Work item — For each line of the data below that holds "notes", copy the line.

-- Opening Marker --

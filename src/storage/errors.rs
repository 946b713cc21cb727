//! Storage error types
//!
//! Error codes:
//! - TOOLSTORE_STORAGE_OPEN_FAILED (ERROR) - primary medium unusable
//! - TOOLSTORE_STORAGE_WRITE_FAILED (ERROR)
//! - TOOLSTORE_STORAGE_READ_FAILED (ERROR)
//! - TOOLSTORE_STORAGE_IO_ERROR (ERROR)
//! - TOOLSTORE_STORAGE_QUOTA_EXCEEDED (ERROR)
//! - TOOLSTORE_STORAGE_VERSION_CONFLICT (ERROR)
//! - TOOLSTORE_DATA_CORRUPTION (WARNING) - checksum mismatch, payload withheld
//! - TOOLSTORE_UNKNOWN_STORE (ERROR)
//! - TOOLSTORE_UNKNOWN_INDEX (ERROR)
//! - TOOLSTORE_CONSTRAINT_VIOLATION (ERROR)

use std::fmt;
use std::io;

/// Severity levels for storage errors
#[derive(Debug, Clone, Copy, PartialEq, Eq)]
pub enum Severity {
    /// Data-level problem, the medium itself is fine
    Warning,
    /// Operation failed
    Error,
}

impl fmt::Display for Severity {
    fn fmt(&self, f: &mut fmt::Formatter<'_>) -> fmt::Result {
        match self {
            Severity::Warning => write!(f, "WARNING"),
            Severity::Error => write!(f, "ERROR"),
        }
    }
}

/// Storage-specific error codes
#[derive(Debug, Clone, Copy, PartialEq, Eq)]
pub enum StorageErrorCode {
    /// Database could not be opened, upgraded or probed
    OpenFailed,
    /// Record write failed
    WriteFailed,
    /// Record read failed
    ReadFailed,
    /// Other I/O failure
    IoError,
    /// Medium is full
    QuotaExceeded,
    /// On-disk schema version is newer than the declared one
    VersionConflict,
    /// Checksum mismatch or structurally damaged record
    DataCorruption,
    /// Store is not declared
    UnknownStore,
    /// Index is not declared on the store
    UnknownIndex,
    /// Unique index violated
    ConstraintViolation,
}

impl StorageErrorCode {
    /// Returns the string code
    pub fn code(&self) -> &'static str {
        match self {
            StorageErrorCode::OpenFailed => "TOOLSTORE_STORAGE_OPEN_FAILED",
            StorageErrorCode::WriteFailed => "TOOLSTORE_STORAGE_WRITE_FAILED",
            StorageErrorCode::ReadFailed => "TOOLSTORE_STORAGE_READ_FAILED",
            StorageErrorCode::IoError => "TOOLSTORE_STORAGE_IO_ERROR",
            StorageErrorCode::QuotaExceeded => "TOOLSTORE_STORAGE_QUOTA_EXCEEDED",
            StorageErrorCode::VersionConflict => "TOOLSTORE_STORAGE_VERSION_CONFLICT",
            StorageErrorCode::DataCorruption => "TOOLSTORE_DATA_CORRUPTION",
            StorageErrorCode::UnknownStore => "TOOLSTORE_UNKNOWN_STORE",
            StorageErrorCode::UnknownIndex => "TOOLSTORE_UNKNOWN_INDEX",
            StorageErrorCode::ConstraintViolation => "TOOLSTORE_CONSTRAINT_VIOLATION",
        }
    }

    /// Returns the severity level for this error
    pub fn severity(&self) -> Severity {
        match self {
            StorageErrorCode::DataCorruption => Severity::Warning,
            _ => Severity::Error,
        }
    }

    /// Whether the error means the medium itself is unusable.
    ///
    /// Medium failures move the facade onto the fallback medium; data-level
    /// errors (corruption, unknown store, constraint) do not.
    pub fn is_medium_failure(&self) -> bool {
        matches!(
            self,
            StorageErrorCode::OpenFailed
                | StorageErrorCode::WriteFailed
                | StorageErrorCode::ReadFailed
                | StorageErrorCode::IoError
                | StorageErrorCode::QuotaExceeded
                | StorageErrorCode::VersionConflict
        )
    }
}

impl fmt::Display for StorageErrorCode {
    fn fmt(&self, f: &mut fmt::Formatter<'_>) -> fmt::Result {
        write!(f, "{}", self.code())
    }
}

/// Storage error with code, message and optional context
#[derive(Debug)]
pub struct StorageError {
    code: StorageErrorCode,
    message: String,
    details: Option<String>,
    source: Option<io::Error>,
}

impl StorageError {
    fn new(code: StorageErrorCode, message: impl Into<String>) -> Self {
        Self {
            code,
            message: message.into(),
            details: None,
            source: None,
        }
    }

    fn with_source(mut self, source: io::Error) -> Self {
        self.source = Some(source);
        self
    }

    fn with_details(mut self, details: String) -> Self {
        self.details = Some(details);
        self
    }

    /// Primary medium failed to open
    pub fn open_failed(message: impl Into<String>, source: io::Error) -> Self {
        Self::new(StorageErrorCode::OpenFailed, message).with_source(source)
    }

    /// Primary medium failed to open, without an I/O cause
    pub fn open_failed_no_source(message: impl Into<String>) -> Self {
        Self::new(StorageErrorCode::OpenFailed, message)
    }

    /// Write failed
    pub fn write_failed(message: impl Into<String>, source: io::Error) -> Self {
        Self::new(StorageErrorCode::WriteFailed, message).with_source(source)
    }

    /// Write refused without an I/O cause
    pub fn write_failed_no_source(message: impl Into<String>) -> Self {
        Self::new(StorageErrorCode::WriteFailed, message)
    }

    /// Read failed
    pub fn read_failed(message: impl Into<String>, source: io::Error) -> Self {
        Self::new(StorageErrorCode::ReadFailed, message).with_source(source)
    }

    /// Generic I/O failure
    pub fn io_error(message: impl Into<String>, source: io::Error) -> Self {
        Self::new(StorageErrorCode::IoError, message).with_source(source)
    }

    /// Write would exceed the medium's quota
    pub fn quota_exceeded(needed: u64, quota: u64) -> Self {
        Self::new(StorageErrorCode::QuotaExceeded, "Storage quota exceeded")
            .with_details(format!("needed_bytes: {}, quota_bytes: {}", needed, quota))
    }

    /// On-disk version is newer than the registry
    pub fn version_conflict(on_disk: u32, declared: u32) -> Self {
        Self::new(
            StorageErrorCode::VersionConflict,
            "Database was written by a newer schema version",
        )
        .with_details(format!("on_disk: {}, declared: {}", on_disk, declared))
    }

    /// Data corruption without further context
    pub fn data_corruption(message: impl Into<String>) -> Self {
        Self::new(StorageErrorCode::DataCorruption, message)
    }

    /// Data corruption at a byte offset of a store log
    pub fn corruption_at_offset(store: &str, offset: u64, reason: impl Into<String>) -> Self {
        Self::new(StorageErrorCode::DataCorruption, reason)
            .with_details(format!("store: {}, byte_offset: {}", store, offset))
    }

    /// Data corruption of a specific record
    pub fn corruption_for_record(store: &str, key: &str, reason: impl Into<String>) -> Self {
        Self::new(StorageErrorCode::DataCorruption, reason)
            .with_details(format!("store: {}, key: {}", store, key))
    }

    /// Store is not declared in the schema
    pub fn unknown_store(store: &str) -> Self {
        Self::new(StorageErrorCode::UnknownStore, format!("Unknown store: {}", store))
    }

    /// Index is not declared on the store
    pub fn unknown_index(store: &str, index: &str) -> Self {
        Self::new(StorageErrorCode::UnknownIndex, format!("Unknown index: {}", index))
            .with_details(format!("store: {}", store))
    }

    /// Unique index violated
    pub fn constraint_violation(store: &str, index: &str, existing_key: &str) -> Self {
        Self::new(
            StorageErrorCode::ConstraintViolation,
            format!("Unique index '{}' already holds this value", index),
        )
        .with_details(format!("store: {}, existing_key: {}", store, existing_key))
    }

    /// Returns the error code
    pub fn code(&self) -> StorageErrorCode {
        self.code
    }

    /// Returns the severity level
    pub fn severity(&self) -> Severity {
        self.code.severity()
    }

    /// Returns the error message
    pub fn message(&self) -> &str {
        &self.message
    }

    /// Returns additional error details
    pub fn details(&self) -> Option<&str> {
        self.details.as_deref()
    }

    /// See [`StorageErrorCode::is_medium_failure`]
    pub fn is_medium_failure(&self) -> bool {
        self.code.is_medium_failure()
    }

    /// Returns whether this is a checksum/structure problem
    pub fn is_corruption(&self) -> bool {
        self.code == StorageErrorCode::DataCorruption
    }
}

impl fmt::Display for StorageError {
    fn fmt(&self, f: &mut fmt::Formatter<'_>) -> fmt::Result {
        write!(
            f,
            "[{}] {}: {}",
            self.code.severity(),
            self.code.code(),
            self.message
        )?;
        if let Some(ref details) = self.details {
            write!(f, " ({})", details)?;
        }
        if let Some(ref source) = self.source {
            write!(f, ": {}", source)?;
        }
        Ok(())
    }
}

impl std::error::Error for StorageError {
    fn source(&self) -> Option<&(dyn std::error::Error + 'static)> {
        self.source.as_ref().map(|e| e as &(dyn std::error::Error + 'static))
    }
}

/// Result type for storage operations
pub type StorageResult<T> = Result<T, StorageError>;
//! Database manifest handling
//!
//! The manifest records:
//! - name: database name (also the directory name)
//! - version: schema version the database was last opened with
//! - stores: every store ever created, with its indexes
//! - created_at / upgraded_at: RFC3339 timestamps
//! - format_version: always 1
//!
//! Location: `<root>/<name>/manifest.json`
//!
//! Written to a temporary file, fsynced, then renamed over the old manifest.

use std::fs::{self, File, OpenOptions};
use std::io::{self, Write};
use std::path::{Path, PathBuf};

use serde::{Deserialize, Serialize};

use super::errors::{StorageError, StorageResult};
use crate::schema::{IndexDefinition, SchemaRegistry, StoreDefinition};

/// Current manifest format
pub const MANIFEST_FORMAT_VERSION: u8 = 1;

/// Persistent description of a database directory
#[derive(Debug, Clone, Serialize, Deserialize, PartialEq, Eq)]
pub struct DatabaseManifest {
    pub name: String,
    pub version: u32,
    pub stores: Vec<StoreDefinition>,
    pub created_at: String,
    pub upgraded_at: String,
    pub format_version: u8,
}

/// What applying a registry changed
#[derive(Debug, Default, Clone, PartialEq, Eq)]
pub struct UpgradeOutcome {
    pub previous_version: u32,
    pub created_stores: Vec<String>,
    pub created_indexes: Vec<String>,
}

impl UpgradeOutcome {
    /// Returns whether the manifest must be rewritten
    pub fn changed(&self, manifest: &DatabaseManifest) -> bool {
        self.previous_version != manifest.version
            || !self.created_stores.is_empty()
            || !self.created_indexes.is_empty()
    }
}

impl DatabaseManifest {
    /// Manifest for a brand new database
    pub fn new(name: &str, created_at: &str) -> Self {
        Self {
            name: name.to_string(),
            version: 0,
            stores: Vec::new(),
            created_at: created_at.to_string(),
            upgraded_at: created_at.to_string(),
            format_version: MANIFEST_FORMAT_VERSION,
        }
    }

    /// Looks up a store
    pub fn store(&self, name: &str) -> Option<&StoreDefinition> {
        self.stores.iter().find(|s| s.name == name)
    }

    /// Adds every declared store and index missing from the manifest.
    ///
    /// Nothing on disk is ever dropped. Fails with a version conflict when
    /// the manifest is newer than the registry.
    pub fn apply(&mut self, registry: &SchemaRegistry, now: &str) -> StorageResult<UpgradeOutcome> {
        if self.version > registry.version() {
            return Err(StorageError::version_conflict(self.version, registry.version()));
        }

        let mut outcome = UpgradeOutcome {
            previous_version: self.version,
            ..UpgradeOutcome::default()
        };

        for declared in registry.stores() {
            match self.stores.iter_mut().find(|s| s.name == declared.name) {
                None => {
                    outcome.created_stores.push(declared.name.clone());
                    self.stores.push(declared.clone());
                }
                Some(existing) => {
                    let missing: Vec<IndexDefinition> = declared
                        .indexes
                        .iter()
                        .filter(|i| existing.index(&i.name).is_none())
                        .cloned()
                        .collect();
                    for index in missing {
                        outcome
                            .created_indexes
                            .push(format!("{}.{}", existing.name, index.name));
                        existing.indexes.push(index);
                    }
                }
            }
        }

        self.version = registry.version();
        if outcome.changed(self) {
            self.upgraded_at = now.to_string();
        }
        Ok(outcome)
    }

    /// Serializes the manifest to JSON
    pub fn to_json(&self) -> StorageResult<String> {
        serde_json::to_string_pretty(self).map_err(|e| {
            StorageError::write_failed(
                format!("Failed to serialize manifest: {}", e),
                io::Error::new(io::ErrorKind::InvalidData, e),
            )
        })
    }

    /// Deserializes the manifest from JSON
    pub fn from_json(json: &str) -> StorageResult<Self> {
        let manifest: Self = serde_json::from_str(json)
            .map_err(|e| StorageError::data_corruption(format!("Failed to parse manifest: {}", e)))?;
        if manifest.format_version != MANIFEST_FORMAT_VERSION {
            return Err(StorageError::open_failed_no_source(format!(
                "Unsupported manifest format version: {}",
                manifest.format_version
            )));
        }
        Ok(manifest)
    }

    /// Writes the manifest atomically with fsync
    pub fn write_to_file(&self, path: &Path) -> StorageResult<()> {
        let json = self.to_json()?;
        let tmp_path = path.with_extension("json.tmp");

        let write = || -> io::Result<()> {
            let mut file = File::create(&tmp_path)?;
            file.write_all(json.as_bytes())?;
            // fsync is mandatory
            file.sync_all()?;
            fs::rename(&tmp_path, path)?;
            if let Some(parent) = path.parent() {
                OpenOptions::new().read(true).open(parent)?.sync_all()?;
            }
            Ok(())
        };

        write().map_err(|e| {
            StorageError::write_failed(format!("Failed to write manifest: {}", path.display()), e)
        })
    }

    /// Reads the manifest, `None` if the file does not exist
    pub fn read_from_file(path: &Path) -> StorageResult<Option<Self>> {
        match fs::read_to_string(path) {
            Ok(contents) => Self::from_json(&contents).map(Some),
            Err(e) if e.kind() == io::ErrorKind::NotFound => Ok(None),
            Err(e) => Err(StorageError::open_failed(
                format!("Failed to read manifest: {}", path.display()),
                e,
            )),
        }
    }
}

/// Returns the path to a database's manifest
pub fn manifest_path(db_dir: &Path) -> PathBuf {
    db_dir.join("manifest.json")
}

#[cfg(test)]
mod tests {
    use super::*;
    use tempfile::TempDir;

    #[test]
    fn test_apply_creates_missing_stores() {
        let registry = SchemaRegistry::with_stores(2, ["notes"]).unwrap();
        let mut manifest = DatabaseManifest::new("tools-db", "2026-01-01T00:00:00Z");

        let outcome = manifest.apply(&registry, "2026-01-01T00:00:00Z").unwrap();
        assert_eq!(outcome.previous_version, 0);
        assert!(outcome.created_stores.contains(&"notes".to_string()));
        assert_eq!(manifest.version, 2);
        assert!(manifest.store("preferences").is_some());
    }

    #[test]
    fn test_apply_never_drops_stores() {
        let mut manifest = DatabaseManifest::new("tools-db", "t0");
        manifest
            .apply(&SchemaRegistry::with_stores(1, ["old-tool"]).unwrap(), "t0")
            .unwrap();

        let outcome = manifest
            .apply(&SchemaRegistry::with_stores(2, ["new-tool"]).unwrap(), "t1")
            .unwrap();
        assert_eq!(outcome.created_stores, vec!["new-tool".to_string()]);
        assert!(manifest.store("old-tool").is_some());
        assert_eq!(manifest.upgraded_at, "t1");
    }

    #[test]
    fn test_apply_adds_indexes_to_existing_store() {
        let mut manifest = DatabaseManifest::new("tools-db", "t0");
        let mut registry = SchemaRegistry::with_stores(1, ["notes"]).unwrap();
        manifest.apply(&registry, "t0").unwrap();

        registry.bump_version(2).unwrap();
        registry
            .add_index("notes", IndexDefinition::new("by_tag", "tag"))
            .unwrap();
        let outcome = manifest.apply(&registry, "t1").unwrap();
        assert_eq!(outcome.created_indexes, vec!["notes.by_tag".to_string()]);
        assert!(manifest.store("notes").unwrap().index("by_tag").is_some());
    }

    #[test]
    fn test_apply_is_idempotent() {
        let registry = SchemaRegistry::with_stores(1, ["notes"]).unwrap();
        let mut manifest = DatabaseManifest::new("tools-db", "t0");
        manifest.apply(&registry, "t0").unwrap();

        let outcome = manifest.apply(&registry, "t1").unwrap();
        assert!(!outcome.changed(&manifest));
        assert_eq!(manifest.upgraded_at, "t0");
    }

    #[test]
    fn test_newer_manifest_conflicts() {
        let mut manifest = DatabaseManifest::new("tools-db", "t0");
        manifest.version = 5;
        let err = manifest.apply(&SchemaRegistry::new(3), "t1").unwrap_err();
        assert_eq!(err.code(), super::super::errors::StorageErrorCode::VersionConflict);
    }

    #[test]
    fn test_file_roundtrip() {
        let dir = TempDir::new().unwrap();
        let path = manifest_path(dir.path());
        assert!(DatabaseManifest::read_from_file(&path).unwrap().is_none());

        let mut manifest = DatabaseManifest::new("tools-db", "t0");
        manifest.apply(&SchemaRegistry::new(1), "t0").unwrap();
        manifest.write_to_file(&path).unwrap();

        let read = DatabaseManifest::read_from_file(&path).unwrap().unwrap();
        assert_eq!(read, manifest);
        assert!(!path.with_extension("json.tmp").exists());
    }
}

-- Closing Marker --

Solution below —
        let registry = SchemaRegistry::with_stores(2, ["notes"]).unwrap();
        assert!(outcome.created_stores.contains(&"notes".to_string()));
        let mut registry = SchemaRegistry::with_stores(1, ["notes"]).unwrap();
            .add_index("notes", IndexDefinition::new("by_tag", "tag"))
        assert_eq!(outcome.created_indexes, vec!["notes.by_tag".to_string()]);
        assert!(manifest.store("notes").unwrap().index("by_tag").is_some());
        let registry = SchemaRegistry::with_stores(1, ["notes"]).unwrap();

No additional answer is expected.